Saved entries:
[Start of section]

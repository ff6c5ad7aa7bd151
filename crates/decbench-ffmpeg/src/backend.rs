//! [`MediaBackend`] implementation tying reader and decoder construction
//! together per stream.

use decbench_core::{MediaBackend, Result};

use crate::decoder::FfmpegStreamDecoder;
use crate::packet::OwnedPacket;
use crate::reader::FfmpegPacketReader;

/// Stream count at or above which codec-internal threading is disabled:
/// with enough concurrent streams, frame-level parallelism inside one
/// codec only steals cores from the others.
const MULTI_THREAD_STREAM_LIMIT: u32 = 4;

pub struct FfmpegBackend {
    source: String,
    is_live: bool,
    cores: u32,
}

impl FfmpegBackend {
    pub fn new(source: impl Into<String>, is_live: bool, cores: u32) -> Self {
        Self {
            source: source.into(),
            is_live,
            cores: cores.max(1),
        }
    }

    /// Codec-internal thread budget for one stream of an N-stream test.
    pub fn decoder_threads(&self, stream_count: u32) -> i32 {
        if stream_count >= MULTI_THREAD_STREAM_LIMIT {
            1
        } else {
            (self.cores / stream_count.max(1)).max(1) as i32
        }
    }
}

impl MediaBackend for FfmpegBackend {
    type Packet = OwnedPacket;
    type Source = FfmpegPacketReader;
    type Decoder = FfmpegStreamDecoder;

    fn open_stream(&self, stream_count: u32) -> Result<(Self::Source, Self::Decoder)> {
        let reader = FfmpegPacketReader::open(&self.source, self.is_live)?;
        // SAFETY: the parameters pointer is valid while `reader` lives,
        // and the decoder copies them before this call returns.
        let decoder = unsafe {
            FfmpegStreamDecoder::open_from_params(
                reader.codec_parameters(),
                self.decoder_threads(stream_count),
            )?
        };
        Ok((reader, decoder))
    }
}
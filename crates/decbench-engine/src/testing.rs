//! Synthetic media backend and monitor fakes for engine tests.
//!
//! The decoder "cost" is a sleep proportional to the stream count of the
//! test, modelling the way software decode slows down as streams contend
//! for the same cores.  This lets the harness and sweep tests reproduce
//! pass/fail transitions deterministically without any codec library.

use std::sync::Arc;
use std::sync::atomic::{AtomicU32, Ordering};
use std::time::Duration;

use decbench_core::{
    BenchError, CpuSampler, MediaBackend, MemoryGauge, PacketSource, ReadOutcome, Result,
    StreamDecoder, SubmitOutcome,
};

#[derive(Debug, Clone)]
pub(crate) struct SyntheticConfig {
    /// Per-frame decode cost contributed by each concurrent stream.
    pub per_stream_cost: Duration,
    /// Flat per-frame decode cost.
    pub fixed_cost: Duration,
    /// File mode: packets between loop seams (0 = endless, no seams).
    pub packets_per_loop: u32,
    /// Live mode: terminal end of stream after this many packets.
    pub live_end_after: Option<u32>,
    /// Fail `open_stream` for the k-th and later streams of a test.
    pub fail_open_at: Option<u32>,
    /// Every k-th submit buffers its frame instead of producing it.
    pub need_more_every: Option<u32>,
    /// Every k-th packet belongs to a non-video substream.
    pub non_video_every: Option<u32>,
}

impl Default for SyntheticConfig {
    fn default() -> Self {
        Self {
            per_stream_cost: Duration::ZERO,
            fixed_cost: Duration::ZERO,
            packets_per_loop: 0,
            live_end_after: None,
            fail_open_at: None,
            need_more_every: None,
            non_video_every: None,
        }
    }
}

pub(crate) struct SyntheticBackend {
    config: SyntheticConfig,
    opened: AtomicU32,
    flush_count: Arc<AtomicU32>,
}

impl SyntheticBackend {
    pub(crate) fn new(config: SyntheticConfig) -> Self {
        Self {
            config,
            opened: AtomicU32::new(0),
            flush_count: Arc::new(AtomicU32::new(0)),
        }
    }

    /// Total `flush_buffers` calls across every decoder of this backend.
    pub(crate) fn flush_count(&self) -> Arc<AtomicU32> {
        Arc::clone(&self.flush_count)
    }
}

impl MediaBackend for SyntheticBackend {
    type Packet = u64;
    type Source = SyntheticSource;
    type Decoder = SyntheticDecoder;

    fn open_stream(&self, stream_count: u32) -> Result<(Self::Source, Self::Decoder)> {
        let index = self.opened.fetch_add(1, Ordering::Relaxed) % stream_count.max(1);
        if let Some(fail_at) = self.config.fail_open_at
            && index >= fail_at
        {
            return Err(BenchError::SourceOpen("synthetic open failure".into()));
        }

        let source = SyntheticSource {
            seq: 0,
            since_loop: 0,
            config: self.config.clone(),
        };
        let decoder = SyntheticDecoder {
            cost: self.config.fixed_cost + self.config.per_stream_cost * stream_count,
            submits: 0,
            buffered: 0,
            need_more_every: self.config.need_more_every,
            flush_count: Arc::clone(&self.flush_count),
        };
        Ok((source, decoder))
    }
}

pub(crate) struct SyntheticSource {
    seq: u64,
    since_loop: u32,
    config: SyntheticConfig,
}

impl PacketSource for SyntheticSource {
    type Packet = u64;

    fn next_packet(&mut self) -> ReadOutcome<u64> {
        if let Some(end) = self.config.live_end_after
            && self.seq >= u64::from(end)
        {
            return ReadOutcome::EndOfStream;
        }

        if self.config.packets_per_loop > 0 && self.since_loop >= self.config.packets_per_loop {
            self.since_loop = 0;
            return ReadOutcome::LoopSeam;
        }

        let seq = self.seq;
        self.seq += 1;
        self.since_loop += 1;

        if let Some(every) = self.config.non_video_every
            && seq % u64::from(every) == 0
            && seq > 0
        {
            return ReadOutcome::NonVideo;
        }
        ReadOutcome::Packet(seq)
    }
}

pub(crate) struct SyntheticDecoder {
    cost: Duration,
    submits: u64,
    buffered: u32,
    need_more_every: Option<u32>,
    flush_count: Arc<AtomicU32>,
}

impl StreamDecoder for SyntheticDecoder {
    type Packet = u64;

    fn submit(&mut self, _packet: &u64) -> Result<SubmitOutcome> {
        if !self.cost.is_zero() {
            std::thread::sleep(self.cost);
        }
        self.submits += 1;
        if let Some(every) = self.need_more_every
            && self.submits % u64::from(every) == 0
        {
            self.buffered += 1;
            return Ok(SubmitOutcome::NeedMore);
        }
        Ok(SubmitOutcome::Frame)
    }

    fn flush_buffers(&mut self) {
        self.buffered = 0;
        self.flush_count.fetch_add(1, Ordering::Relaxed);
    }

    fn drain(&mut self) -> Result<bool> {
        if self.buffered > 0 {
            self.buffered -= 1;
            Ok(true)
        } else {
            Ok(false)
        }
    }
}

// ─── Monitor fakes ───────────────────────────────────────────────────────

/// CPU sampler reporting one fixed value.
pub(crate) struct FixedCpu(pub f64);

impl CpuSampler for FixedCpu {
    fn begin(&mut self) {}

    fn usage_percent(&mut self) -> f64 {
        self.0
    }
}

/// CPU sampler replaying a sequence, one value per measurement window.
pub(crate) struct ScriptedCpu {
    values: Vec<f64>,
    index: usize,
}

impl ScriptedCpu {
    pub(crate) fn new(values: Vec<f64>) -> Self {
        Self { values, index: 0 }
    }
}

impl CpuSampler for ScriptedCpu {
    fn begin(&mut self) {}

    fn usage_percent(&mut self) -> f64 {
        let value = self
            .values
            .get(self.index)
            .copied()
            .unwrap_or_else(|| self.values.last().copied().unwrap_or(0.0));
        self.index += 1;
        value
    }
}

pub(crate) struct FixedMemory(pub u64);

impl MemoryGauge for FixedMemory {
    fn resident_mb(&mut self) -> u64 {
        self.0
    }

    fn total_system_mb(&mut self) -> u64 {
        self.0 * 16
    }
}
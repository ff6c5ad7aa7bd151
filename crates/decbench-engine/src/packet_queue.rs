//! Bounded many-producer/single-consumer packet channel.
//!
//! Decouples I/O (reading) from CPU-intensive decoding.  A slot is either a
//! real packet or an in-band flush marker that tells the consumer to reset
//! decoder state at a file-loop seam.  Once EOF is latched no further pushes
//! succeed; pops drain the remaining slots and then report closed.

use std::collections::VecDeque;
use std::sync::{Condvar, Mutex};
use std::time::Duration;

/// One queue entry.
pub enum Slot<T> {
    Packet(T),
    /// Instructs the consumer to flush decoder buffers, then continue.
    Flush,
}

type SpaceCallback = Box<dyn Fn() + Send + Sync>;

struct Inner<T> {
    slots: VecDeque<Slot<T>>,
    eof: bool,
}

/// Thread-safe bounded queue of compressed packets.
///
/// One mutex guards the slot buffer; two condvars signal "not full" and
/// "not empty".  The optional space callback runs after each successful pop,
/// strictly outside the queue lock — it must never reacquire it.
pub struct PacketQueue<T> {
    inner: Mutex<Inner<T>>,
    not_full: Condvar,
    not_empty: Condvar,
    capacity: usize,
    space_callback: Mutex<Option<SpaceCallback>>,
}

impl<T> PacketQueue<T> {
    pub fn new(capacity: usize) -> Self {
        Self {
            inner: Mutex::new(Inner {
                slots: VecDeque::with_capacity(capacity),
                eof: false,
            }),
            not_full: Condvar::new(),
            not_empty: Condvar::new(),
            capacity,
            space_callback: Mutex::new(None),
        }
    }

    /// Block up to `timeout` for space, then enqueue `slot`.
    ///
    /// Returns the slot back on timeout or if EOF is already latched, so
    /// the producer can retry or release it.
    pub fn push(&self, slot: Slot<T>, timeout: Duration) -> Result<(), Slot<T>> {
        let guard = self.inner.lock().unwrap();
        let (mut guard, wait) = self
            .not_full
            .wait_timeout_while(guard, timeout, |inner| {
                inner.slots.len() >= self.capacity && !inner.eof
            })
            .unwrap();

        if wait.timed_out() || guard.eof {
            return Err(slot);
        }

        guard.slots.push_back(slot);
        drop(guard);
        self.not_empty.notify_one();
        Ok(())
    }

    /// Enqueue the in-band flush marker.  Same blocking behavior as
    /// [`PacketQueue::push`].
    pub fn push_flush_marker(&self, timeout: Duration) -> bool {
        self.push(Slot::Flush, timeout).is_ok()
    }

    /// Enqueue without blocking.  Returns the slot back when full or closed.
    pub fn offer(&self, slot: Slot<T>) -> Result<(), Slot<T>> {
        let mut guard = self.inner.lock().unwrap();
        if guard.eof || guard.slots.len() >= self.capacity {
            return Err(slot);
        }
        guard.slots.push_back(slot);
        drop(guard);
        self.not_empty.notify_one();
        Ok(())
    }

    /// Latch EOF and wake every waiter on both sides.
    pub fn signal_eof(&self) {
        let mut guard = self.inner.lock().unwrap();
        guard.eof = true;
        drop(guard);
        self.not_empty.notify_all();
        self.not_full.notify_all();
    }

    /// Block up to `timeout` for a slot.
    ///
    /// `None` means timeout *or* closed; [`PacketQueue::is_eof`]
    /// distinguishes the two.  After a successful pop the space callback is
    /// invoked with the lock released.
    pub fn pop(&self, timeout: Duration) -> Option<Slot<T>> {
        let popped = {
            let guard = self.inner.lock().unwrap();
            let (mut guard, _wait) = self
                .not_empty
                .wait_timeout_while(guard, timeout, |inner| {
                    inner.slots.is_empty() && !inner.eof
                })
                .unwrap();

            let slot = guard.slots.pop_front();
            if slot.is_some() {
                self.not_full.notify_one();
            }
            slot
        };

        if popped.is_some() {
            // Wake pooled readers after releasing the queue lock so the
            // callback can never deadlock against it.
            if let Some(callback) = self.space_callback.lock().unwrap().as_ref() {
                callback();
            }
        }
        popped
    }

    /// EOF latched and all slots drained.
    pub fn is_eof(&self) -> bool {
        let guard = self.inner.lock().unwrap();
        guard.eof && guard.slots.is_empty()
    }

    pub fn len(&self) -> usize {
        self.inner.lock().unwrap().slots.len()
    }

    pub fn is_empty(&self) -> bool {
        self.len() == 0
    }

    /// Install the hook invoked (outside the lock) after each pop.
    pub fn set_space_callback(&self, callback: impl Fn() + Send + Sync + 'static) {
        *self.space_callback.lock().unwrap() = Some(Box::new(callback));
    }
}

#[cfg(test)]
mod tests {
    use super::*;
    use std::sync::Arc;
    use std::sync::atomic::{AtomicUsize, Ordering};
    use std::time::Instant;

    const SHORT: Duration = Duration::from_millis(10);

    fn packet_queue(capacity: usize) -> PacketQueue<u32> {
        PacketQueue::new(capacity)
    }

    #[test]
    fn size_never_exceeds_capacity() {
        let q = packet_queue(4);
        for i in 0..4 {
            assert!(q.push(Slot::Packet(i), SHORT).is_ok());
        }
        assert_eq!(q.len(), 4);
        // Fifth push times out and hands the packet back.
        match q.push(Slot::Packet(99), SHORT) {
            Err(Slot::Packet(99)) => {}
            _ => panic!("expected push to time out with the packet returned"),
        }
        assert_eq!(q.len(), 4);
    }

    #[test]
    fn pop_returns_fifo_order_with_flush_markers_in_band() {
        let q = packet_queue(8);
        q.push(Slot::Packet(1), SHORT).ok().unwrap();
        q.push(Slot::Flush, SHORT).ok().unwrap();
        q.push(Slot::Packet(2), SHORT).ok().unwrap();

        assert!(matches!(q.pop(SHORT), Some(Slot::Packet(1))));
        assert!(matches!(q.pop(SHORT), Some(Slot::Flush)));
        assert!(matches!(q.pop(SHORT), Some(Slot::Packet(2))));
        assert!(q.pop(SHORT).is_none());
    }

    #[test]
    fn eof_rejects_pushes_and_drains_then_closes() {
        let q = packet_queue(8);
        q.push(Slot::Packet(7), SHORT).ok().unwrap();
        q.signal_eof();

        assert!(q.push(Slot::Packet(8), SHORT).is_err());
        assert!(!q.is_eof(), "not closed until drained");
        assert!(matches!(q.pop(SHORT), Some(Slot::Packet(7))));
        assert!(q.is_eof());
        assert!(q.pop(SHORT).is_none());
    }

    #[test]
    fn eof_wakes_blocked_producer_immediately() {
        let q = Arc::new(packet_queue(1));
        q.push(Slot::Packet(0), SHORT).ok().unwrap();

        let q2 = Arc::clone(&q);
        let handle = std::thread::spawn(move || {
            // Would block for a full second without the EOF wakeup.
            q2.push(Slot::Packet(1), Duration::from_secs(1))
        });

        std::thread::sleep(Duration::from_millis(20));
        let start = Instant::now();
        q.signal_eof();
        assert!(handle.join().unwrap().is_err());
        assert!(start.elapsed() < Duration::from_millis(500));
    }

    #[test]
    fn offer_fails_when_full_without_blocking() {
        let q = packet_queue(1);
        assert!(q.offer(Slot::Packet(1)).is_ok());
        let start = Instant::now();
        assert!(q.offer(Slot::Packet(2)).is_err());
        assert!(start.elapsed() < Duration::from_millis(5));
    }

    #[test]
    fn space_callback_runs_outside_the_lock() {
        let q = Arc::new(packet_queue(2));
        let hits = Arc::new(AtomicUsize::new(0));

        let q2 = Arc::clone(&q);
        let hits2 = Arc::clone(&hits);
        // Re-enters the queue API; deadlocks inside pop() if the lock were
        // still held when the callback runs.
        q.set_space_callback(move || {
            let _ = q2.len();
            hits2.fetch_add(1, Ordering::Relaxed);
        });

        q.push(Slot::Packet(1), SHORT).ok().unwrap();
        assert!(matches!(q.pop(SHORT), Some(Slot::Packet(1))));
        assert_eq!(hits.load(Ordering::Relaxed), 1);

        // Timeout pops do not fire the callback.
        assert!(q.pop(SHORT).is_none());
        assert_eq!(hits.load(Ordering::Relaxed), 1);
    }

    #[test]
    fn pop_wakes_on_push_from_another_thread() {
        let q = Arc::new(packet_queue(4));
        let q2 = Arc::clone(&q);
        let handle = std::thread::spawn(move || q2.pop(Duration::from_secs(2)));
        std::thread::sleep(Duration::from_millis(20));
        q.push(Slot::Packet(42), SHORT).ok().unwrap();
        assert!(matches!(handle.join().unwrap(), Some(Slot::Packet(42))));
    }
}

[End of section]

## What you have to do
Only a number is expected: the count of lines in the entries that include the string "PacketSource".

## Answer below
2